In order to improve their appeal to young people, Major League Baseball needs to make up for lost time on YouTube. For years MLB kept their video content off of YouTube, disallowing anyone from putting MLB footage on their own accounts. The first video on the league’s official YouTube channel didn’t get posted until after the 2010 season.
Both the NHL and NBA posted their first videos during their 2006-2007 seasons. These leagues also allow other users to post their content without fear of copyright consequences. The NFL does not have an official YouTube channel, but it’s the NFL and they will always reign as kings of popularity in America, so it really doesn’t matter what they do on YouTube.
Why am I using YouTube to illustrate my point? Because YouTube is awesome, time consuming and incredibly popular. It is particularly popular with younger, student, audiences. I can personally attest to many a nights where YouTube’s NBA videos were my procrastination method of choice. One related search lead to another, and soon I had wasted hours and given up on whatever assignment I was supposed to have been doing (Just kidding, I go to Cornell, I’ve never done something like that). I’m putting my money on the fact that a substantial portion of my readers have had similar experiences…Video surfing on the internet allows fans to watch highlights, follow their teams, admire their favorite players, get excited for upcoming matchups, etc. The inability of MLB to properly use the internet to help gain interest in their league is emphasized by the discrepancy between the view counts between their videos and those of other sports. Compare video A and video B. Both are videos of incredibly stupid plays made by Bay Area teams (share the same market and fan base), yet one has received about 5 times more views than the other.
The NBA and NHL have used their YouTube success to help contribute to an increase in their overall TV ratings. Hockey’s popularity drastically dipped after they skipped the 2004-2005 season, the 2006 finals drew abysmal ratings. Each year after, the ratings slowly increased until they culminated in last season’s epic success. Baseball, however, has not seen any increase in ratings since the advent of YouTube. The NBA Finals’ ratings have increased from the pre-YouTube era and have drawn two of its best ratings since Jordan was a Bull during the Game 7s of 2010 and 2013. There are plenty of other factors at play here, I just don’t think internet competency should be dismissed.
The NBA’s internet prowess spawned from YouTube, but did not remain there. Because their page has been so popular for so long (8x the amount of subscribers as the MLB and NHL combined), they have won the battle for overall social media popularity. The Association has more Twitter and Instagram followers than any other North American pro sports league, including the NFL. Social Media and young people are tied at the seam. Therefore likes today transform into ticket sales and tv viewership in the future.
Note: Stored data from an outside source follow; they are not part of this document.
//! Shake Gesture Recognition Module.
//!
//! Turns a live accelerometer stream into discrete "gesture recognized"
//! notifications. One engine runs either of two tiers:
//! - Single jolt: any delta above threshold toggles, then a long cooldown
//! - Double shake: two verified peaks along a common axis within a window
//!
//! The detector is driven entirely by its caller. Each `ingest` call does a
//! fixed amount of arithmetic over a small history buffer and, when a gesture
//! completes, runs the notification callback before returning.

use log::{debug, info, trace};

use crate::config::{DetectorConfig, RecognitionPolicy};
use crate::error::ConfigError;
use crate::history::HistoryBuffer;
use crate::types::{AccelSample, MotionDelta, ShakeDirection};

/// Progress through a double-shake gesture.
#[derive(Debug, Clone, Copy, PartialEq)]
pub enum ShakeSequence {
    /// No shake accumulated.
    Idle,
    /// One shake accumulated, waiting for the second.
    Armed {
        first_ms: u64,
        direction: ShakeDirection,
    },
}

impl ShakeSequence {
    /// Shakes accumulated so far (0 or 1).
    pub fn count(&self) -> u8 {
        match self {
            ShakeSequence::Idle => 0,
            ShakeSequence::Armed { .. } => 1,
        }
    }
}

/// Per-tier recognition state.
#[derive(Debug, Clone, Copy, PartialEq)]
enum Recognizer {
    SingleJolt,
    DoubleShake(ShakeSequence),
}

impl Recognizer {
    fn for_policy(policy: RecognitionPolicy) -> Self {
        match policy {
            RecognitionPolicy::SingleJolt => Recognizer::SingleJolt,
            RecognitionPolicy::DoubleShake => Recognizer::DoubleShake(ShakeSequence::Idle),
        }
    }
}

/// Stateful shake detector over a push-driven sample stream.
///
/// `F` is the notification callback. It runs synchronously inside [`ingest`]
/// and should return quickly.
///
/// Thread Safety:
/// - Not synchronized. Callers feeding one detector from several sources must
///   serialize access themselves.
///
/// [`ingest`]: GestureDetector::ingest
pub struct GestureDetector<F>
where
    F: FnMut(),
{
    config: DetectorConfig,
    on_gesture: F,

    // Cross-call state
    last_sample: Option<AccelSample>,
    last_peak_ms: Option<u64>,
    history: HistoryBuffer,
    recognizer: Recognizer,

    // Statistics
    samples_seen: u64,
    gestures_recognized: u64,
}

impl<F> GestureDetector<F>
where
    F: FnMut(),
{
    /// Create a detector from a validated configuration.
    pub fn new(config: DetectorConfig, on_gesture: F) -> Result<Self, ConfigError> {
        let config = config.resolved()?;
        Ok(Self::with_config(config, on_gesture))
    }

    /// Single-jolt detector with default tuning.
    pub fn single_jolt(threshold: f32, on_gesture: F) -> Self {
        Self::with_config(
            DetectorConfig::for_policy(RecognitionPolicy::SingleJolt, threshold),
            on_gesture,
        )
    }

    /// Double-shake detector with default tuning.
    pub fn double_shake(threshold: f32, on_gesture: F) -> Self {
        Self::with_config(
            DetectorConfig::for_policy(RecognitionPolicy::DoubleShake, threshold),
            on_gesture,
        )
    }

    fn with_config(config: DetectorConfig, on_gesture: F) -> Self {
        Self {
            history: HistoryBuffer::new(config.history_capacity),
            recognizer: Recognizer::for_policy(config.policy),
            config,
            on_gesture,
            last_sample: None,
            last_peak_ms: None,
            samples_seen: 0,
            gestures_recognized: 0,
        }
    }

    /// Feed one sample. Returns `true` if it completed a gesture, in which
    /// case the callback has already run.
    pub fn ingest(&mut self, sample: &AccelSample) -> bool {
        self.samples_seen += 1;

        let Some(previous) = self.last_sample.replace(*sample) else {
            // Baseline only: a delta needs two points
            return false;
        };

        let delta = MotionDelta::between(&previous, sample);
        self.history.push(delta);

        let mut recognized = false;
        if self.is_candidate(&delta) {
            recognized = match self.recognizer {
                Recognizer::SingleJolt => {
                    self.last_peak_ms = Some(delta.timestamp_ms);
                    true
                }
                Recognizer::DoubleShake(_) => self.verify_and_handle_peak(&delta),
            };
        }

        self.expire_sequence(sample.timestamp_ms);

        if recognized {
            self.gestures_recognized += 1;
            info!(
                "shake gesture #{} recognized at {} ms ({}, magnitude {:.2})",
                self.gestures_recognized,
                sample.timestamp_ms,
                self.config.policy.as_str(),
                delta.magnitude,
            );
            (self.on_gesture)();
        }

        recognized
    }

    /// Replace the threshold. Takes effect on the next `ingest`.
    pub fn update_threshold(&mut self, threshold: f32) {
        debug!("threshold {:.2} -> {:.2}", self.config.threshold, threshold);
        self.config.threshold = threshold;
    }

    /// Forget the baseline, timestamps, shake sequence and history.
    ///
    /// Call before the sensor stream is paused or restarted so the first
    /// sample afterwards is not diffed against a stale reading.
    pub fn reset(&mut self) {
        self.last_sample = None;
        self.last_peak_ms = None;
        self.history.clear();
        self.recognizer = Recognizer::for_policy(self.config.policy);
        debug!("detector reset");
    }

    /// Current threshold a delta must strictly exceed.
    pub fn threshold(&self) -> f32 {
        self.config.threshold
    }

    /// Active recognition tier.
    pub fn policy(&self) -> RecognitionPolicy {
        self.config.policy
    }

    /// Effective configuration, including threshold updates.
    pub fn config(&self) -> &DetectorConfig {
        &self.config
    }

    /// Shakes accumulated toward the current double-shake gesture.
    pub fn pending_shakes(&self) -> u8 {
        match self.recognizer {
            Recognizer::SingleJolt => 0,
            Recognizer::DoubleShake(sequence) => sequence.count(),
        }
    }

    /// Current double-shake progress, `None` for the single-jolt tier.
    pub fn sequence(&self) -> Option<ShakeSequence> {
        match self.recognizer {
            Recognizer::SingleJolt => None,
            Recognizer::DoubleShake(sequence) => Some(sequence),
        }
    }

    /// Gestures recognized since construction. Not cleared by `reset`.
    pub fn gestures_recognized(&self) -> u64 {
        self.gestures_recognized
    }

    /// Samples ingested since construction.
    pub fn samples_seen(&self) -> u64 {
        self.samples_seen
    }

    /// Deltas currently held in history.
    pub fn history_len(&self) -> usize {
        self.history.len()
    }

    // =========================================================================
    // PRIVATE METHODS
    // =========================================================================

    /// Threshold crossed and the tier's cooldown has elapsed.
    fn is_candidate(&self, delta: &MotionDelta) -> bool {
        // NaN threshold must fail the test, so compare with `>` only
        let crossed = delta.magnitude > self.config.threshold;
        if !delta.is_finite() || !crossed {
            return false;
        }

        let interval = match self.recognizer {
            Recognizer::SingleJolt => self.config.jolt_cooldown_ms,
            Recognizer::DoubleShake(_) => self.config.min_peak_interval_ms,
        };

        match self.last_peak_ms {
            Some(last) if delta.timestamp_ms.saturating_sub(last) < interval => {
                trace!(
                    "candidate {:.2} at {} ms suppressed, {} ms since last peak",
                    delta.magnitude,
                    delta.timestamp_ms,
                    delta.timestamp_ms.saturating_sub(last),
                );
                false
            }
            _ => true,
        }
    }

    fn verify_and_handle_peak(&mut self, delta: &MotionDelta) -> bool {
        if !self
            .history
            .is_local_peak(delta.magnitude, self.config.peak_lookback)
        {
            trace!(
                "candidate {:.2} at {} ms is not a local peak",
                delta.magnitude,
                delta.timestamp_ms
            );
            return false;
        }

        let Recognizer::DoubleShake(sequence) = self.recognizer else {
            return false;
        };

        self.last_peak_ms = Some(delta.timestamp_ms);
        let direction = delta.direction();

        let (next, recognized) = match sequence {
            ShakeSequence::Idle => {
                debug!("first shake at {} ms, armed", delta.timestamp_ms);
                (
                    ShakeSequence::Armed {
                        first_ms: delta.timestamp_ms,
                        direction,
                    },
                    false,
                )
            }
            ShakeSequence::Armed {
                first_ms,
                direction: first,
            } => {
                let elapsed = delta.timestamp_ms.saturating_sub(first_ms);

                if elapsed > self.config.second_shake_window_ms {
                    debug!(
                        "second shake {} ms after first is too late, re-armed",
                        elapsed
                    );
                    (
                        ShakeSequence::Armed {
                            first_ms: delta.timestamp_ms,
                            direction,
                        },
                        false,
                    )
                } else {
                    let consistency = first.consistency(&direction);
                    let in_window = elapsed >= self.config.min_peak_interval_ms;

                    if in_window && consistency >= self.config.direction_consistency {
                        (ShakeSequence::Idle, true)
                    } else {
                        debug!(
                            "second shake rejected (elapsed {} ms, consistency {:.2})",
                            elapsed, consistency
                        );
                        (ShakeSequence::Idle, false)
                    }
                }
            }
        };

        self.recognizer = Recognizer::DoubleShake(next);
        recognized
    }

    fn expire_sequence(&mut self, now_ms: u64) {
        if let Recognizer::DoubleShake(ShakeSequence::Armed { first_ms, .. }) = self.recognizer {
            let elapsed = now_ms.saturating_sub(first_ms);
            if elapsed > self.config.sequence_timeout_ms {
                debug!("shake sequence timed out after {} ms", elapsed);
                self.recognizer = Recognizer::DoubleShake(ShakeSequence::Idle);
            }
        }
    }
}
What baseball needs to do in order to make up for their dormant YouTube years is simply to bolster their current promising internet publicity campaigns. The MLB Fan Cave for instance has over 2/3 as many Instagram followers as the NHL. If the MLB does this and promotes its web endeavors to a greater extent, then it will surely see improvements in its social media presence and will subsequently see an increase in the league’s popularity as a whole.